(Beginning of INPUT DATA)

// Copyright 2025 eraflo
//
// Licensed under the Apache License, Version 2.0 (the "License");
// you may not use this file except in compliance with the License.
// You may obtain a copy of the License at
//
//     http://www.apache.org/licenses/LICENSE-2.0
//
// Unless required by applicable law or agreed to in writing, software
// distributed under the License is distributed on an "AS IS" BASIS,
// WITHOUT WARRANTIES OR CONDITIONS OF ANY KIND, either express or implied.
// See the License for the specific language governing permissions and
// limitations under the License.

//! Requests sent by the executive to algorithms.

use crate::error::AlgorithmError;
use std::fmt;
use std::sync::atomic::{AtomicBool, Ordering};
use std::sync::Arc;
use tributary_core::diagnostics::DiagnosticSettings;
use tributary_core::event::{EventKind, Subject};

/// The pass a [`Request`] belongs to.
#[derive(Debug, Clone, Copy, PartialEq, Eq, Hash)]
pub enum RequestKind {
    /// Create or replace output data objects.
    DataObject,
    /// Publish meta-data about the outputs.
    Information,
    /// Narrow a time request into input requests.
    UpdateTime,
    /// Narrow an extent/piece request into input requests.
    UpdateExtent,
    /// Generate the output data.
    Data,
}

impl fmt::Display for RequestKind {
    fn fmt(&self, f: &mut fmt::Formatter<'_>) -> fmt::Result {
        let name = match self {
            RequestKind::DataObject => "REQUEST_DATA_OBJECT",
            RequestKind::Information => "REQUEST_INFORMATION",
            RequestKind::UpdateTime => "REQUEST_UPDATE_TIME",
            RequestKind::UpdateExtent => "REQUEST_UPDATE_EXTENT",
            RequestKind::Data => "REQUEST_DATA",
        };
        f.write_str(name)
    }
}

// ─────────────────────────────────────────────────────────────────────────────
// AbortFlag
// ─────────────────────────────────────────────────────────────────────────────

/// A cancellation flag shared between a pipeline and whoever may cancel it.
///
/// Algorithms poll it voluntarily; the composite executive polls it before
/// every block.
#[derive(Debug, Clone, Default)]
pub struct AbortFlag(Arc<AtomicBool>);

impl AbortFlag {
    /// Creates a cleared flag.
    pub fn new() -> Self {
        Self::default()
    }

    /// Requests cancellation.
    pub fn abort(&self) {
        self.0.store(true, Ordering::Release);
    }

    /// Clears a previous request.
    pub fn reset(&self) {
        self.0.store(false, Ordering::Release);
    }

    /// Returns `true` if cancellation was requested.
    #[must_use]
    pub fn is_set(&self) -> bool {
        self.0.load(Ordering::Acquire)
    }
}

// ─────────────────────────────────────────────────────────────────────────────
// Request
// ─────────────────────────────────────────────────────────────────────────────

/// One request of the protocol, as seen by an algorithm.
#[derive(Debug, Clone)]
pub struct Request {
    kind: RequestKind,
    output_port: Option<usize>,
    abort: AbortFlag,
    subject: Arc<Subject>,
    diagnostics: DiagnosticSettings,
    source: String,
}

impl Request {
    pub(crate) fn new(
        kind: RequestKind,
        output_port: Option<usize>,
        abort: AbortFlag,
        subject: Arc<Subject>,
        diagnostics: DiagnosticSettings,
        source: String,
    ) -> Self {
        Self {
            kind,
            output_port,
            abort,
            subject,
            diagnostics,
            source,
        }
    }

    /// A request detached from any pipeline, for driving algorithms by hand.
    pub fn standalone(kind: RequestKind) -> Self {
        Self::new(
            kind,
            None,
            AbortFlag::new(),
            Arc::new(Subject::new()),
            DiagnosticSettings::default(),
            String::from("standalone"),
        )
    }

    /// The pass.
    #[must_use]
    pub fn kind(&self) -> RequestKind {
        self.kind
    }

    /// The output port that triggered the request, if any.
    #[must_use]
    pub fn output_port(&self) -> Option<usize> {
        self.output_port
    }

    /// The shared abort flag.
    #[must_use]
    pub fn abort_flag(&self) -> &AbortFlag {
        &self.abort
    }

    /// Returns [`AlgorithmError::Aborted`] if cancellation was requested.
    pub fn check_abort(&self) -> Result<(), AlgorithmError> {
        if self.abort.is_set() {
            Err(AlgorithmError::Aborted)
        } else {
            Ok(())
        }
    }

    /// Reports progress in `[0, 1]` through a `Progress` event on the node.
    pub fn set_progress(&self, progress: f64) {
        let progress = progress.clamp(0.0, 1.0);
        log::trace!("{}: progress {progress:.2}", self.source);
        self.subject.invoke_event(EventKind::Progress, Some(&progress));
    }

    /// Reports a warning through a `Warning` event on the node, and to the
    /// log if warnings are enabled.
    pub fn warn(&self, message: impl Into<String>) {
        let message = message.into();
        self.diagnostics.warn(&self.source, &message);
        self.subject.invoke_event(EventKind::Warning, Some(&message));
    }

    pub(crate) fn with_kind(&self, kind: RequestKind) -> Self {
        Self {
            kind,
            ..self.clone()
        }
    }
}

#[cfg(test)]
mod tests {
    use super::*;
    use std::sync::Mutex;

    #[test]
    fn abort_flag_is_shared_between_clones() {
        let flag = AbortFlag::new();
        let other = flag.clone();
        other.abort();
        assert!(flag.is_set());
        flag.reset();
        assert!(!other.is_set());
    }

    #[test]
    fn check_abort_reports_cancellation() {
        let request = Request::standalone(RequestKind::Data);
        assert_eq!(request.check_abort(), Ok(()));
        request.abort_flag().abort();
        assert_eq!(request.check_abort(), Err(AlgorithmError::Aborted));
    }

    #[test]
    fn progress_is_clamped_and_dispatched() {
        let subject = Arc::new(Subject::new());
        let seen = Arc::new(Mutex::new(Vec::new()));
        let sink = Arc::clone(&seen);
        subject.add_observer(EventKind::Progress, move |ctx| {
            if let Some(p) = ctx.data::<f64>() {
                sink.lock().unwrap().push(*p);
            }
        });
        let request = Request::new(
            RequestKind::Data,
            Some(0),
            AbortFlag::new(),
            subject,
            DiagnosticSettings::default(),
            "test".into(),
        );

        request.set_progress(0.5);
        request.set_progress(2.0);

        assert_eq!(*seen.lock().unwrap(), vec![0.5, 1.0]);
    }
}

(End of INPUT DATA)

ABOUT THIS TASK:
Pull out every line in the data above that has the word "Some".

ANSWER:
        self.subject.invoke_event(EventKind::Progress, Some(&progress));
        self.subject.invoke_event(EventKind::Warning, Some(&message));
            if let Some(p) = ctx.data::<f64>() {
            Some(0),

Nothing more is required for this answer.